During a recent PS&L webinar, “Recruitment Power for Community College Websites,” I asked attendees to rank their digital marketing concerns. The result was nearly unanimous. All but one chose “Getting traffic to our website.”

As a UX strategist, I focus on the quality of a user’s experience more than the quantity of visits. But the two are closely related. The quality of user experience affects whether users will return, and how often. It also affects whether users will share the content with others.

But that’s only the beginning.

How UX Affects Your Website Traffic

Google has long included UX factors in its search algorithm.

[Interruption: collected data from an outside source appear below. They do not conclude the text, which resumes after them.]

//! Interactive profile collection: overwrite check, the form, a summary and
//! a confirmed save.

pub mod form;

use std::io::{BufRead, Write};

use tracing::{info, warn};

use crate::console::Console;
use crate::errors::AppError;
use crate::models::Profile;
use crate::store::ProfileStore;

pub use form::ProfileForm;

/// Runs the whole collection flow. Returns the saved profile, or
/// `Cancelled` when the user declines to overwrite or to save.
pub fn run_collect<R: BufRead, W: Write>(
    console: &mut Console<R, W>,
    store: &ProfileStore,
) -> Result<Profile, AppError> {
    console.say("Resume Data Collection")?;
    console.say("Please provide your information. Press Enter to skip optional fields.")?;

    if store.exists() {
        match store.load() {
            Ok(existing) => console.say(format!(
                "\nA profile for {} already exists at {}.",
                existing.personal_info.name,
                store.path().display()
            ))?,
            Err(e) => {
                warn!("Existing profile is unreadable: {e}");
                console.say(format!(
                    "\nThe existing profile at {} could not be read: {e}",
                    store.path().display()
                ))?;
            }
        }
        if !console.confirm("This will overwrite existing data. Continue?", false)? {
            return Err(AppError::Cancelled("existing profile kept".to_string()));
        }
    }

    let profile = ProfileForm::new(console).run()?;

    print_summary(console, &profile)?;
    if !console.confirm("Save this data?", true)? {
        return Err(AppError::Cancelled("data not saved".to_string()));
    }

    store.save(&profile)?;
    info!("Profile collected for {}", profile.personal_info.name);
    console.say(format!("Data saved to {}", store.path().display()))?;
    Ok(profile)
}

fn print_summary<R: BufRead, W: Write>(
    console: &mut Console<R, W>,
    profile: &Profile,
) -> Result<(), AppError> {
    let info = &profile.personal_info;
    console.say("\n== Data Summary ==")?;
    console.say(format!("Name: {}", info.name))?;
    console.say(format!("Email: {}", info.email))?;
    console.say(format!("Phone: {}", info.phone))?;
    console.say(format!("Location: {}", info.location))?;
    for link in info.links() {
        console.say(format!("Link: {link}"))?;
    }

    console.say(format!("\nJob Experience ({} positions):", profile.job_experience.len()))?;
    for job in &profile.job_experience {
        console.say(format!(
            "  {}. {} at {} ({}), {} duties",
            job.id,
            job.title,
            job.company,
            job.date_range(),
            job.duties.len()
        ))?;
    }

    for (label, count) in [
        ("Education entries", profile.education.len()),
        ("Skills", profile.skills.len()),
        ("Certifications", profile.certifications.len()),
        ("Interests/Background items", profile.interests_and_background.len()),
    ] {
        if count > 0 {
            console.say(format!("{label}: {count}"))?;
        }
    }
    Ok(())
}
//! Interactive generation: load the profile, read a job description, tailor,
//! preview, then write one document.

use std::io::{BufRead, Write};
use std::path::PathBuf;

use tracing::info;

use crate::config::Config;
use crate::console::Console;
use crate::errors::AppError;
use crate::llm_client::TailoringClient;
use crate::models::{JobDescription, Profile, TailoredResume};
use crate::render::{
    default_base_name, sanitize_base_name, write_document, DocxRenderer, ResumeRenderer,
};
use crate::store::ProfileStore;
use crate::tailoring::TailoringPipeline;

const PREVIEW_DUTIES: usize = 3;
const PREVIEW_SKILLS: usize = 10;

/// Runs the generation flow and returns the path of the written document.
///
/// `connect` builds the tailoring client. It runs only once the profile has
/// loaded and a job description was entered.
pub async fn run_generate<R, W, C, F>(
    console: &mut Console<R, W>,
    config: &Config,
    connect: F,
) -> Result<PathBuf, AppError>
where
    R: BufRead,
    W: Write,
    C: TailoringClient,
    F: FnOnce() -> Result<C, AppError>,
{
    let store = ProfileStore::new(&config.data_file);
    let profile = store.load()?;
    console.say(format!(
        "Loaded profile for {} ({} job experiences)",
        profile.personal_info.name,
        profile.job_experience.len()
    ))?;

    console.say("\nPaste the job description below. Press Enter twice on empty lines to finish:")?;
    let jd = JobDescription::new(console.read_block(2)?)
        .ok_or_else(|| AppError::Cancelled("no job description provided".to_string()))?;
    console.say(format!("Job description received ({} characters)", jd.char_count()))?;

    let client = connect()?;
    console.say("\nTailoring your resume...")?;
    let resume = TailoringPipeline::new(&client, config.tailoring)
        .run(&profile, &jd)
        .await?;

    print_preview(console, &resume, &profile)?;
    if !console.confirm("\nGenerate the resume document?", true)? {
        return Err(AppError::Cancelled("resume not written".to_string()));
    }

    let answer = console.ask("File name (Enter for default)")?;
    let base = sanitize_base_name(&answer).unwrap_or_else(default_base_name);

    let renderer = DocxRenderer;
    let document = renderer.render(&resume, &profile)?;
    let path = write_document(&config.output_dir, &base, renderer.extension(), &document)?;
    info!("Generated resume for {}", profile.personal_info.name);
    console.say(format!("Resume saved to {}", path.display()))?;
    Ok(path)
}

fn print_preview<R: BufRead, W: Write>(
    console: &mut Console<R, W>,
    resume: &TailoredResume,
    profile: &Profile,
) -> Result<(), AppError> {
    console.say("\n== Resume Preview ==")?;
    console.say(format!("\nProfessional Summary:\n{}", resume.about_me()))?;

    console.say("\nSelected Experience:")?;
    for job in resume.selected_experiences() {
        console.say(format!(
            "  {} at {} ({} - {})",
            job.title, job.company, job.start_date, job.end_date
        ))?;
        for duty in job.duties.iter().take(PREVIEW_DUTIES) {
            console.say(format!("    • {duty}"))?;
        }
        if job.duties.len() > PREVIEW_DUTIES {
            console.say(format!("    ... and {} more", job.duties.len() - PREVIEW_DUTIES))?;
        }
    }

    let skills = resume.tailored_skills();
    let shown: Vec<&str> = skills.iter().take(PREVIEW_SKILLS).map(String::as_str).collect();
    let mut line = format!("\nSkills: {}", shown.join(", "));
    if skills.len() > PREVIEW_SKILLS {
        line.push_str(&format!(" (+{} more)", skills.len() - PREVIEW_SKILLS));
    }
    console.say(line)?;

    if !profile.education.is_empty() {
        console.say("\nEducation:")?;
        for edu in &profile.education {
            console.say(format!("  {} - {}", edu.degree, edu.institution))?;
        }
    }
    Ok(())
}

#[cfg(test)]
mod tests {
    use super::*;
    use crate::config::TailoringConfig;
    use crate::console::tests::scripted;
    use crate::llm_client::{TailoringErrorKind, TailoringTask};
    use crate::store::validation::tests::sample_profile;
    use crate::tailoring::pipeline::tests::{happy_client, ScriptedClient};

    const JD: &str = "Seeking a backend engineer\nPython and APIs\n\n\n";

    fn setup() -> (tempfile::TempDir, Config) {
        let dir = tempfile::tempdir().unwrap();
        let config = Config {
            data_file: dir.path().join("user_data.json"),
            output_dir: dir.path().join("resumes"),
            tailoring: TailoringConfig::default(),
            rust_log: "warn".to_string(),
        };
        ProfileStore::new(&config.data_file)
            .save(&sample_profile())
            .unwrap();
        (dir, config)
    }

    #[tokio::test]
    async fn test_generate_writes_named_document() {
        let (_dir, config) = setup();
        let input = format!("{JD}y\nAcme Backend\n");
        let mut console = scripted(&input);

        let path = run_generate(&mut console, &config, || Ok(happy_client()))
            .await
            .unwrap();

        assert_eq!(path, config.output_dir.join("Acme_Backend.docx"));
        let bytes = std::fs::read(&path).unwrap();
        assert!(bytes.starts_with(b"PK"));

        let shown = String::from_utf8(console.into_output()).unwrap();
        assert!(shown.contains("Loaded profile for Jane Doe (2 job experiences)"));
        assert!(shown.contains("Experienced backend engineer..."));
        let exp2 = shown.find("Engineer 2 at Company 2 (2019 - Present)").unwrap();
        let exp1 = shown.find("Engineer 1 at Company 1 (2016 - 2019)").unwrap();
        assert!(exp2 < exp1, "experiences must follow the ranking");
        assert!(shown.contains("Skills: Python, APIs"));
    }

    #[tokio::test]
    async fn test_missing_profile_is_not_found() {
        let dir = tempfile::tempdir().unwrap();
        let config = Config {
            data_file: dir.path().join("absent.json"),
            output_dir: dir.path().join("resumes"),
            tailoring: TailoringConfig::default(),
            rust_log: "warn".to_string(),
        };
        let mut console = scripted(JD);

        let result = run_generate(&mut console, &config, || Ok(happy_client())).await;

        assert!(matches!(result, Err(AppError::NotFound(_))));
    }

    #[tokio::test]
    async fn test_blank_job_description_cancels_before_connecting() {
        let (_dir, config) = setup();
        let mut console = scripted("\n\n");

        let result = run_generate(&mut console, &config, || -> Result<ScriptedClient, AppError> {
            panic!("client must not be built without a job description")
        })
        .await;

        assert!(matches!(result, Err(AppError::Cancelled(_))));
    }

    #[tokio::test]
    async fn test_tailoring_failure_writes_nothing() {
        let (_dir, config) = setup();
        let client =
            happy_client().fail(TailoringTask::SkillsTailoring, TailoringErrorKind::RateLimited);
        let input = format!("{JD}y\n\n");
        let mut console = scripted(&input);

        let result = run_generate(&mut console, &config, || Ok(client)).await;

        let err = result.unwrap_err();
        assert_eq!(err.code(), "TAILORING_ERROR:RATE_LIMITED");
        assert!(!config.output_dir.exists());
    }

    #[tokio::test]
    async fn test_declining_preview_writes_nothing() {
        let (_dir, config) = setup();
        let input = format!("{JD}n\n");
        let mut console = scripted(&input);

        let result = run_generate(&mut console, &config, || Ok(happy_client())).await;

        assert!(matches!(result, Err(AppError::Cancelled(_))));
        assert!(!config.output_dir.exists());
    }
}
//! The data-collection form: a fixed sequence of fields, each checked the
//! moment it is entered. Nothing is kept between runs; `ProfileForm::run`
//! returns one complete, validated `Profile` or an error.

use std::io::{BufRead, Write};

use crate::console::Console;
use crate::errors::AppError;
use crate::models::{EducationEntry, JobExperience, PersonalInfo, Profile};
use crate::store::validation::{
    check_date_order, check_end_date, check_month, normalize_end_date, validate_profile,
};

#[derive(Debug, Clone, Copy, PartialEq, Eq)]
pub enum Rule {
    Required,
    Optional,
    /// `YYYY-MM`
    Month,
    /// `YYYY-MM` or `Present`, any casing of the latter
    EndDate,
}

#[derive(Debug, Clone, Copy)]
pub struct Field {
    pub label: &'static str,
    pub rule: Rule,
}

const fn field(label: &'static str, rule: Rule) -> Field {
    Field { label, rule }
}

pub const PERSONAL_FIELDS: [Field; 6] = [
    field("Full Name", Rule::Required),
    field("Email", Rule::Required),
    field("Phone Number", Rule::Required),
    field("Location (City, State)", Rule::Required),
    field("LinkedIn URL (optional)", Rule::Optional),
    field("Portfolio/Website URL (optional)", Rule::Optional),
];

pub const JOB_FIELDS: [Field; 5] = [
    field("Job Title", Rule::Required),
    field("Company Name", Rule::Required),
    field("Position/Role", Rule::Optional),
    field("Start Date (YYYY-MM)", Rule::Month),
    field("End Date (YYYY-MM or 'Present')", Rule::EndDate),
];

pub const EDUCATION_FIELDS: [Field; 3] = [
    field("Degree/Certification", Rule::Required),
    field("Institution", Rule::Required),
    field("Graduation Year", Rule::Optional),
];

/// Checks one answer against its rule and returns the normalized value.
pub fn check(rule: Rule, input: &str) -> Result<String, String> {
    let value = input.trim();
    match rule {
        Rule::Required if value.is_empty() => Err("This field is required.".to_string()),
        Rule::Required | Rule::Optional => Ok(value.to_string()),
        Rule::Month => check_month(value).map(|_| value.to_string()),
        Rule::EndDate => {
            let normalized = normalize_end_date(value);
            check_end_date(&normalized).map(|_| normalized)
        }
    }
}

pub struct ProfileForm<'c, R, W> {
    console: &'c mut Console<R, W>,
}

impl<'c, R: BufRead, W: Write> ProfileForm<'c, R, W> {
    pub fn new(console: &'c mut Console<R, W>) -> Self {
        Self { console }
    }

    pub fn run(mut self) -> Result<Profile, AppError> {
        self.console.say("\n== Personal Information ==")?;
        let personal_info = self.personal_info()?;

        self.console.say("\n== Job Experience ==")?;
        let job_experience = self.jobs()?;

        self.console.say("\n== Additional Information (Optional) ==")?;
        let education = self.education()?;
        let skills = self.optional_list("Add skills?", true, "Skill")?;
        let certifications = self.optional_list("Add certifications?", false, "Certification")?;
        let interests_and_background =
            self.optional_list("Add interests/background information?", false, "Interest")?;

        let profile = Profile {
            personal_info,
            job_experience,
            education,
            skills,
            certifications,
            interests_and_background,
        };
        validate_profile(&profile)?;
        Ok(profile)
    }

    fn personal_info(&mut self) -> Result<PersonalInfo, AppError> {
        let [name, email, phone, location, linkedin, portfolio] =
            self.ask_fields(&PERSONAL_FIELDS)?;
        Ok(PersonalInfo {
            name,
            email,
            phone,
            location,
            linkedin: non_empty(linkedin),
            portfolio: non_empty(portfolio),
        })
    }

    fn jobs(&mut self) -> Result<Vec<JobExperience>, AppError> {
        let mut jobs = Vec::new();
        loop {
            let id = jobs.len() as u32 + 1;
            self.console.say(format!("\nJob #{id}"))?;
            let [title, company, position, start_date, mut end_date] =
                self.ask_fields(&JOB_FIELDS)?;

            while let Err(reason) = check_date_order(&start_date, &end_date) {
                self.console.say(format!("  {reason}"))?;
                end_date = self.ask_field(&JOB_FIELDS[4])?;
            }

            self.console
                .say("Enter job duties/responsibilities (one per line, empty line to finish):")?;
            let duties = self.list("Duty")?;
            self.console
                .say("Enter achievements (optional, empty line to finish):")?;
            let achievements = self.list("Achievement")?;

            jobs.push(JobExperience {
                id,
                title,
                company,
                position,
                start_date,
                end_date,
                duties,
                achievements,
            });

            if !self.console.confirm("Add another job?", false)? {
                return Ok(jobs);
            }
        }
    }

    fn education(&mut self) -> Result<Vec<EducationEntry>, AppError> {
        let mut entries = Vec::new();
        if !self.console.confirm("Add education information?", true)? {
            return Ok(entries);
        }
        loop {
            self.console.say("\nEducation Entry")?;
            let [degree, institution, year] = self.ask_fields(&EDUCATION_FIELDS)?;
            entries.push(EducationEntry {
                degree,
                institution,
                year,
            });
            if !self.console.confirm("Add another education entry?", false)? {
                return Ok(entries);
            }
        }
    }

    fn optional_list(
        &mut self,
        question: &str,
        default: bool,
        item: &str,
    ) -> Result<Vec<String>, AppError> {
        if !self.console.confirm(question, default)? {
            return Ok(Vec::new());
        }
        self.console.say("(one per line, empty line to finish)")?;
        self.list(item)
    }

    fn list(&mut self, item: &str) -> Result<Vec<String>, AppError> {
        let mut items = Vec::new();
        loop {
            let answer = self.console.ask(&format!("  {item} #{}", items.len() + 1))?;
            if answer.is_empty() {
                return Ok(items);
            }
            items.push(answer);
        }
    }

    fn ask_fields<const N: usize>(&mut self, fields: &[Field; N]) -> Result<[String; N], AppError> {
        let mut values = Vec::with_capacity(N);
        for field in fields {
            values.push(self.ask_field(field)?);
        }
        values
            .try_into()
            .map_err(|_| AppError::Validation("form answered the wrong number of fields".to_string()))
    }

    /// Asks until the answer passes the field's rule.
    fn ask_field(&mut self, field: &Field) -> Result<String, AppError> {
        loop {
            let answer = self.console.ask(field.label)?;
            match check(field.rule, &answer) {
                Ok(value) => return Ok(value),
                Err(reason) => self.console.say(format!("  {reason}"))?,
            }
        }
    }
}

fn non_empty(value: String) -> Option<String> {
    if value.is_empty() {
        None
    } else {
        Some(value)
    }
}
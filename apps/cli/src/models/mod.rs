pub mod job_description;
pub mod profile;
pub mod resume;

pub use job_description::JobDescription;
pub use profile::{EducationEntry, JobExperience, PersonalInfo, Profile, PRESENT};
pub use resume::TailoredResume;
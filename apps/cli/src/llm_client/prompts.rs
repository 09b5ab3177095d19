// Shared prompt fragments. Task-specific templates live in tailoring::prompts.

/// Appended to every prompt that produces resume prose.
pub const STYLE_INSTRUCTION: &str = "\
IMPORTANT: Never use em dashes (\u{2014}) and avoid contrast phrases like \
\"not only...but also\" or \"while...also\".";

/// Appended to prompts whose reply must be machine-parsed.
pub const JSON_ONLY_INSTRUCTION: &str = "\
Return ONLY the JSON value. Do NOT use markdown code fences. \
Do NOT include explanations.";

/// Placeholder used when an optional profile section is empty.
pub const NOT_PROVIDED: &str = "Not provided";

In May 2020, Google announced an upcoming change that would expand upon these UX factors and give them more weight.

“Great page experiences enable people to get more done and engage more deeply,” noted a blog post detailing the change. “In contrast, a bad page experience could stand in the way of a person being able to find the valuable information on a page.”

Good UX, therefore, carries exponential benefits. It can increase return users, referrals and organic search traffic.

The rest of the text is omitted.